C'est le même juge qui a fait incarcérer Patrice de Maistre, mais selon le JDD, pas pour une histoire de médailles. L'affaire est plus embarrassante : « En clair, noir sur blanc dans son ordonnance demandant l'incarcération de Patrice de Maistre, le magistrat bordelais soupçonne qu'une partie des fonds en espèces récupérés par les Bettencourt a servi au financement de la campagne de 2007. »

Aïe ! Un mois avant le premier tour de la présidentielle 2012 , l'affaire Bettencourt est de retour.

Et si Ségolène avait raison ?

La semaine dernière, Ségolène affirmait que Nicolas Sarkozy a "peur" de perdre l'élection présidentielle parce qu'il a "absolument besoin d'être réélu pour être couvert par l'immunité présidentielle". En entendant ça, tout l'UMP s'est étranglé d'indignation. Des propos « abjects et diffamatoires » selon Nadine Morano, « ignobles et scandaleux » selon Henri Guaino.

Pourtant, dans l'ordonnance qu'il a rédigée pour demander l'incarcération de Patrice de Maistre, le juge Gentil cite nommément Nicolas Sarkozy : "Il convient de noter que des témoins attestent d'une visite du ministre de l'Intérieur Nicolas Sarkozy au domicile des Bettencourt pendant la campagne électorale de 2007, que des investigations sont donc nécessaires s'agissant de ces premières remises de 2007." Les remises sont évidemment des remises d'argent liquide. Selon le témoignage de Claire Thibout, l'ancienne comptable de Liliane, c'était un usage bien installé chez les Bettencourt.

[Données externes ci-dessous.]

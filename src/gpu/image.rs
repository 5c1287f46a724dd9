// gpu/image.rs — RGBA images on the GPU: upload, storage targets, readback.
//
// All device images are Rgba8Unorm 2D textures. Kernels see normalised
// floats in [0, 1]; the host sees interleaved 8-bit RGBA.
//
// ROW ALIGNMENT
// ─────────────
// Buffer↔texture copies require `bytes_per_row` to be a multiple of
// `wgpu::COPY_BYTES_PER_ROW_ALIGNMENT` (256). A tightly packed host row is
// `width * 4` bytes, so both directions go through a padded staging layout:
//
//   host   : [r g b a r g b a ...]                          width*4 bytes
//   staging: [r g b a r g b a ... 0 0 0 0 ...]              padded_row bytes
//
// Upload pads each row into the staging buffer; readback strips the padding
// again while copying out of the mapped range.

use wgpu::util::DeviceExt;

use crate::gpu::device::GpuContext;
use crate::gpu::error::GpuError;
use crate::image::{Channels, PixelBuffer};

const COPY_ALIGNMENT: u32 = wgpu::COPY_BYTES_PER_ROW_ALIGNMENT;

/// Bytes per pixel of an Rgba8Unorm texel.
const TEXEL_BYTES: u32 = 4;

/// Format of every image texture.
pub const IMAGE_FORMAT: wgpu::TextureFormat = wgpu::TextureFormat::Rgba8Unorm;

// ---------------------------------------------------------------------------
// GpuImage
// ---------------------------------------------------------------------------

/// An RGBA8 image resident on the GPU.
///
/// Owns its texture; dropping it releases the device memory.
pub struct GpuImage {
    pub texture: wgpu::Texture,
    /// Full-texture view, bound to kernels.
    pub view: wgpu::TextureView,
    pub width: u32,
    pub height: u32,
}

impl GpuImage {
    /// Allocate a texture of `width × height` with `usage` and no contents.
    fn allocate(
        ctx: &GpuContext,
        width: u32,
        height: u32,
        usage: wgpu::TextureUsages,
        what: &'static str,
    ) -> Result<Self, GpuError> {
        let texture = ctx
            .guarded(|device| {
                device.create_texture(&wgpu::TextureDescriptor {
                    label: Some(what),
                    size: extent(width, height),
                    mip_level_count: 1,
                    sample_count: 1,
                    dimension: wgpu::TextureDimension::D2,
                    format: IMAGE_FORMAT,
                    usage,
                    view_formats: &[],
                })
            })
            .map_err(|source| GpuError::MemObjectAllocation { what, source })?;
        let view = texture.create_view(&wgpu::TextureViewDescriptor::default());
        Ok(GpuImage { texture, view, width, height })
    }

    /// Upload an RGBA [`PixelBuffer`] into a new read-only texture.
    ///
    /// The copy is submitted immediately; later submissions on the same
    /// queue observe the uploaded contents.
    ///
    /// # Panics
    /// Panics if `src` is not RGBA.
    pub fn upload(ctx: &GpuContext, src: &PixelBuffer) -> Result<Self, GpuError> {
        assert_eq!(src.channels(), Channels::Rgba, "GPU images must be RGBA");
        let (width, height) = dims_u32(src)?;

        let image = Self::allocate(
            ctx,
            width,
            height,
            wgpu::TextureUsages::TEXTURE_BINDING
                | wgpu::TextureUsages::COPY_DST
                | wgpu::TextureUsages::COPY_SRC,
            "input image",
        )?;

        let padded_row = padded_row_bytes(width);
        let staging_data = pad_rows(src.as_bytes(), src.row_bytes(), padded_row as usize);

        let staging = ctx
            .guarded(|device| {
                device.create_buffer_init(&wgpu::util::BufferInitDescriptor {
                    label: Some("GpuImage::staging"),
                    contents: &staging_data,
                    usage: wgpu::BufferUsages::COPY_SRC,
                })
            })
            .map_err(|source| GpuError::MemObjectAllocation { what: "upload staging buffer", source })?;

        let mut encoder = ctx
            .device
            .create_command_encoder(&wgpu::CommandEncoderDescriptor { label: Some("GpuImage::upload") });
        encoder.copy_buffer_to_texture(
            wgpu::ImageCopyBuffer {
                buffer: &staging,
                layout: wgpu::ImageDataLayout {
                    offset: 0,
                    bytes_per_row: Some(padded_row),
                    rows_per_image: Some(height),
                },
            },
            wgpu::ImageCopyTexture {
                texture: &image.texture,
                mip_level: 0,
                origin: wgpu::Origin3d::ZERO,
                aspect: wgpu::TextureAspect::All,
            },
            extent(width, height),
        );
        ctx.queue.submit(std::iter::once(encoder.finish()));

        tracing::trace!(width, height, padded_row, "uploaded image");
        Ok(image)
    }

    /// Allocate a write-only storage texture for kernel output.
    pub fn storage(ctx: &GpuContext, width: u32, height: u32) -> Result<Self, GpuError> {
        Self::allocate(
            ctx,
            width,
            height,
            wgpu::TextureUsages::STORAGE_BINDING | wgpu::TextureUsages::COPY_SRC,
            "output image",
        )
    }

    /// Record a copy of this texture into `target`.
    ///
    /// # Panics
    /// Panics if `target` was created for different dimensions.
    pub fn encode_readback(&self, encoder: &mut wgpu::CommandEncoder, target: &ReadbackBuffer) {
        assert_eq!(
            (self.width, self.height),
            (target.width, target.height),
            "readback buffer dimensions differ from the image"
        );
        encoder.copy_texture_to_buffer(
            wgpu::ImageCopyTexture {
                texture: &self.texture,
                mip_level: 0,
                origin: wgpu::Origin3d::ZERO,
                aspect: wgpu::TextureAspect::All,
            },
            wgpu::ImageCopyBuffer {
                buffer: &target.buffer,
                layout: wgpu::ImageDataLayout {
                    offset: 0,
                    bytes_per_row: Some(target.padded_row),
                    rows_per_image: Some(self.height),
                },
            },
            extent(self.width, self.height),
        );
    }

    /// Read the texture back into an RGBA [`PixelBuffer`]. Blocks until the
    /// copy completes.
    pub fn readback(&self, ctx: &GpuContext) -> Result<PixelBuffer, GpuError> {
        let target = ReadbackBuffer::new(ctx, self.width, self.height)?;
        let mut encoder = ctx
            .device
            .create_command_encoder(&wgpu::CommandEncoderDescriptor { label: Some("GpuImage::readback") });
        self.encode_readback(&mut encoder, &target);
        ctx.queue.submit(std::iter::once(encoder.finish()));
        target.read(ctx)
    }
}

// ---------------------------------------------------------------------------
// ReadbackBuffer
// ---------------------------------------------------------------------------

/// A host-mappable buffer sized for one padded RGBA image.
pub struct ReadbackBuffer {
    buffer: wgpu::Buffer,
    width: u32,
    height: u32,
    padded_row: u32,
}

impl ReadbackBuffer {
    pub fn new(ctx: &GpuContext, width: u32, height: u32) -> Result<Self, GpuError> {
        let padded_row = padded_row_bytes(width);
        let buffer = ctx
            .guarded(|device| {
                device.create_buffer(&wgpu::BufferDescriptor {
                    label: Some("GpuImage::readback"),
                    size: u64::from(padded_row) * u64::from(height),
                    usage: wgpu::BufferUsages::MAP_READ | wgpu::BufferUsages::COPY_DST,
                    mapped_at_creation: false,
                })
            })
            .map_err(|source| GpuError::MemObjectAllocation { what: "readback buffer", source })?;
        Ok(ReadbackBuffer { buffer, width, height, padded_row })
    }

    /// Map the buffer and copy its rows into a new RGBA [`PixelBuffer`].
    ///
    /// Waits for all submitted work touching the buffer.
    pub fn read(&self, ctx: &GpuContext) -> Result<PixelBuffer, GpuError> {
        let slice = self.buffer.slice(..);
        let (sender, receiver) = std::sync::mpsc::channel();
        slice.map_async(wgpu::MapMode::Read, move |result| {
            // The receiver outlives the poll below; a failed send only means
            // nobody is waiting any more.
            let _ = sender.send(result);
        });
        ctx.device.poll(wgpu::Maintain::Wait);

        receiver
            .recv()
            .map_err(|_| GpuError::MapFailure("map callback was never invoked".into()))?
            .map_err(|e| GpuError::MapFailure(e.to_string()))?;

        let mut out = PixelBuffer::new(self.width as usize, self.height as usize, Channels::Rgba);
        {
            let mapped = slice.get_mapped_range();
            unpad_rows(&mapped, self.padded_row as usize, out.as_bytes_mut());
        }
        self.buffer.unmap();
        Ok(out)
    }
}

// ---------------------------------------------------------------------------
// Helpers
// ---------------------------------------------------------------------------

fn extent(width: u32, height: u32) -> wgpu::Extent3d {
    wgpu::Extent3d { width, height, depth_or_array_layers: 1 }
}

fn dims_u32(img: &PixelBuffer) -> Result<(u32, u32), GpuError> {
    let too_large = || GpuError::InvalidImageSize { width: img.width(), height: img.height() };
    let width = u32::try_from(img.width()).map_err(|_| too_large())?;
    let height = u32::try_from(img.height()).map_err(|_| too_large())?;
    Ok((width, height))
}

/// Row pitch of a staging buffer for an RGBA image `width` pixels wide.
pub(crate) fn padded_row_bytes(width: u32) -> u32 {
    align_to(width * TEXEL_BYTES, COPY_ALIGNMENT)
}

/// Round `value` up to the next multiple of `alignment`.
///
///   align_to(100, 256) = 256
///   align_to(256, 256) = 256
///   align_to(257, 256) = 512
#[inline]
pub(crate) fn align_to(value: u32, alignment: u32) -> u32 {
    value.div_ceil(alignment) * alignment
}

/// Copy tightly packed rows of `row_bytes` into a buffer with `padded_row`
/// pitch. Padding bytes are zero.
fn pad_rows(src: &[u8], row_bytes: usize, padded_row: usize) -> Vec<u8> {
    if row_bytes == 0 {
        return Vec::new();
    }
    let rows = src.len() / row_bytes;
    let mut out = vec![0u8; rows * padded_row];
    for (dst, row) in out.chunks_exact_mut(padded_row).zip(src.chunks_exact(row_bytes)) {
        dst[..row_bytes].copy_from_slice(row);
    }
    out
}

/// Inverse of [`pad_rows`]: fill `dst` row by row from a padded buffer.
fn unpad_rows(src: &[u8], padded_row: usize, dst: &mut [u8]) {
    let rows = src.len() / padded_row.max(1);
    if rows == 0 {
        return;
    }
    let row_bytes = dst.len() / rows;
    if row_bytes == 0 {
        return;
    }
    for (row, padded) in dst.chunks_exact_mut(row_bytes).zip(src.chunks_exact(padded_row)) {
        row.copy_from_slice(&padded[..row_bytes]);
    }
}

Bref, le juge Gentil pourrait avoir des questions à poser à Nicolas Sarkozy. Mais c'est impossible tant qu'il est Président de la République. D'ailleurs, Ségolène ne s'était pas gênée pour enfoncer le clou en évoquant le cas d'un prédécesseur de Sarkozy : « Regardez ce qui est arrivé à Jacques Chirac. Les emplois fictifs, c'était beaucoup moins grave, il a fallu attendre qu'il ne soit plus président pour que la justice puisse faire son travail. »

Banier défend Sarkozy

Dans ses carnets, l'ami intime de Liliane notait tout. Ainsi, à la date du 26 avril 2007, il a retranscrit une confidence que lui aurait faite Liliane : "De Maistre m'a dit que Sarkozy avait encore demandé de l'argent. J'ai dit oui". Mais lorsque les policiers l'ont interrogé en 2010 à ce propos, Banier a fait marche arrière : « Je ne cherche pas à protéger Sarkozy, par contre Liliane est du genre à confondre des noms. Elle aurait pu confondre avec Balladur ou un autre. (…) Très franchement, je vais vous dire, je ne vois absolument pas Sarkozy demander de l'argent à Liliane. »

Alors, comment savoir qui dit vrai dans cette affaire ?

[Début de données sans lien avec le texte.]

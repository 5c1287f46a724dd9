// gpu/pipeline.rs — One blur pass on the device.
//
// `ConvolutionPipeline::run` is the full host↔device round trip:
//
//   1. upload the RGBA image into a sampled texture
//   2. upload the weights into a read-only storage buffer
//   3. allocate the output storage texture and its readback buffer
//   4. bind (input, weights, output) to `Filter` in that order
//   5. dispatch ceil(w / wg_x) × ceil(h / wg_y) workgroups
//   6. copy the output texture into the readback buffer, submit, wait
//   7. map the readback buffer into a new host image
//
// Every device object created here lives in `DispatchResources` and is
// released when `run` returns, on success or error. The program and the
// context belong to the caller and outlive the call.

use wgpu::util::DeviceExt;

use crate::gpu::device::GpuContext;
use crate::gpu::error::GpuError;
use crate::gpu::image::{GpuImage, ReadbackBuffer};
use crate::gpu::program::{ComputeProgram, ENTRY_POINT};
use crate::image::{Channels, PixelBuffer};
use crate::kernel::Kernel;

/// Runs a compiled blur program against host images.
pub struct ConvolutionPipeline<'a> {
    ctx: &'a GpuContext,
    program: &'a ComputeProgram,
}

/// Per-dispatch device objects. Field order is release order: output
/// side first, then the weights, then the input image.
struct DispatchResources {
    readback: ReadbackBuffer,
    output: GpuImage,
    weights: wgpu::Buffer,
    input: GpuImage,
}

impl Drop for DispatchResources {
    fn drop(&mut self) {
        tracing::trace!(width = self.input.width, height = self.input.height, "releasing dispatch resources");
    }
}

impl<'a> ConvolutionPipeline<'a> {
    pub fn new(ctx: &'a GpuContext, program: &'a ComputeProgram) -> Self {
        ConvolutionPipeline { ctx, program }
    }

    /// Blur an RGBA image with `kernel` on the device.
    ///
    /// Returns an RGBA image of the same dimensions. A zero-sized image is
    /// returned as-is without touching the device.
    ///
    /// # Panics
    /// Panics if `image` is not RGBA or `kernel` has a different radius from
    /// the one the program was compiled with.
    #[tracing::instrument(skip_all, fields(width = image.width(), height = image.height(), radius = kernel.radius()))]
    pub fn run(&self, image: &PixelBuffer, kernel: &Kernel) -> Result<PixelBuffer, GpuError> {
        assert_eq!(image.channels(), Channels::Rgba, "device blur expects an RGBA image");
        assert_eq!(
            kernel.radius(),
            self.program.radius(),
            "kernel radius differs from the compiled program"
        );
        if image.is_empty() {
            return Ok(image.clone());
        }

        let ctx = self.ctx;
        let res = self.allocate(image, kernel)?;

        let bind_group = ctx
            .guarded(|device| {
                device.create_bind_group(&wgpu::BindGroupDescriptor {
                    label: Some("Filter args"),
                    layout: self.program.bind_group_layout(),
                    entries: &[
                        wgpu::BindGroupEntry {
                            binding: 0,
                            resource: wgpu::BindingResource::TextureView(&res.input.view),
                        },
                        wgpu::BindGroupEntry { binding: 1, resource: res.weights.as_entire_binding() },
                        wgpu::BindGroupEntry {
                            binding: 2,
                            resource: wgpu::BindingResource::TextureView(&res.output.view),
                        },
                    ],
                })
            })
            .map_err(GpuError::InvalidKernelArgs)?;

        let (groups_x, groups_y) = self
            .program
            .workgroup_size()
            .dispatch_size(res.input.width, res.input.height);
        tracing::debug!(groups_x, groups_y, "dispatching {ENTRY_POINT}");

        ctx.guarded(|device| {
            let mut encoder =
                device.create_command_encoder(&wgpu::CommandEncoderDescriptor { label: Some("blur") });
            {
                let mut pass = encoder.begin_compute_pass(&wgpu::ComputePassDescriptor {
                    label: Some(ENTRY_POINT),
                    timestamp_writes: None,
                });
                pass.set_pipeline(self.program.kernel());
                pass.set_bind_group(0, &bind_group, &[]);
                pass.dispatch_workgroups(groups_x, groups_y, 1);
            }
            res.output.encode_readback(&mut encoder, &res.readback);
            ctx.queue.submit(std::iter::once(encoder.finish()));
        })
        .map_err(GpuError::OutOfResources)?;

        res.readback.read(ctx)
    }

    fn allocate(&self, image: &PixelBuffer, kernel: &Kernel) -> Result<DispatchResources, GpuError> {
        let ctx = self.ctx;
        let input = GpuImage::upload(ctx, image)?;

        let weights = ctx
            .guarded(|device| {
                device.create_buffer_init(&wgpu::util::BufferInitDescriptor {
                    label: Some("weights"),
                    contents: bytemuck::cast_slice(kernel.as_slice()),
                    usage: wgpu::BufferUsages::STORAGE,
                })
            })
            .map_err(|source| GpuError::MemObjectAllocation { what: "weights buffer", source })?;

        let output = GpuImage::storage(ctx, input.width, input.height)?;
        let readback = ReadbackBuffer::new(ctx, input.width, input.height)?;

        Ok(DispatchResources { readback, output, weights, input })
    }
}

La déontologie à la trappe

Au cours de l'été 2010, alors que l'affaire Woerth-Bettencourt s'étalait à la Une des journaux, le président Sarkozy a décidé de réagir. Il a donc commandé un rapport pour lutter contre les conflits d'intérêt dans la vie publique.

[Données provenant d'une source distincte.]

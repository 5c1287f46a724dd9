// error.rs — Crate-level error.

use crate::gpu::error::GpuError;
use crate::ppm::PpmError;

/// Any failure of a blur run.
#[derive(Debug, thiserror::Error)]
pub enum Error {
    #[error(transparent)]
    Ppm(#[from] PpmError),

    #[error(transparent)]
    Gpu(#[from] GpuError),

    #[error(transparent)]
    Io(#[from] std::io::Error),
}

pub type Result<T> = std::result::Result<T, Error>;

impl Error {
    /// The device status code, if this is a GPU failure.
    pub fn gpu_code(&self) -> Option<i32> {
        match self {
            Error::Gpu(e) => Some(e.code()),
            _ => None,
        }
    }
}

Le rapport publié en janvier 2011 a suscité des « grincements de dents à droite ». Un article du Monde cite la réaction de Gérard Longuet : « Attention à ne pas sombrer dans la République du soupçon généralisé et ensuite de la délation. »

Malgré cela, le président Sarkozy annonce début février 2011 qu'un projet de loi sur la déontologie de la vie publique sera présenté au Parlement dans l'année. François Baroin est en charge du projet. En juin 2011, le Ministère du Budget est fier d'annoncer que cette loi sera « un des derniers grands textes du quinquennat ». En réalité, le projet de loi censé lutter contre les conflits d'intérêt n'a jamais été inscrit à l'ordre du jour de l'Assemblée Nationale. Tant pis pour la République irréprochable…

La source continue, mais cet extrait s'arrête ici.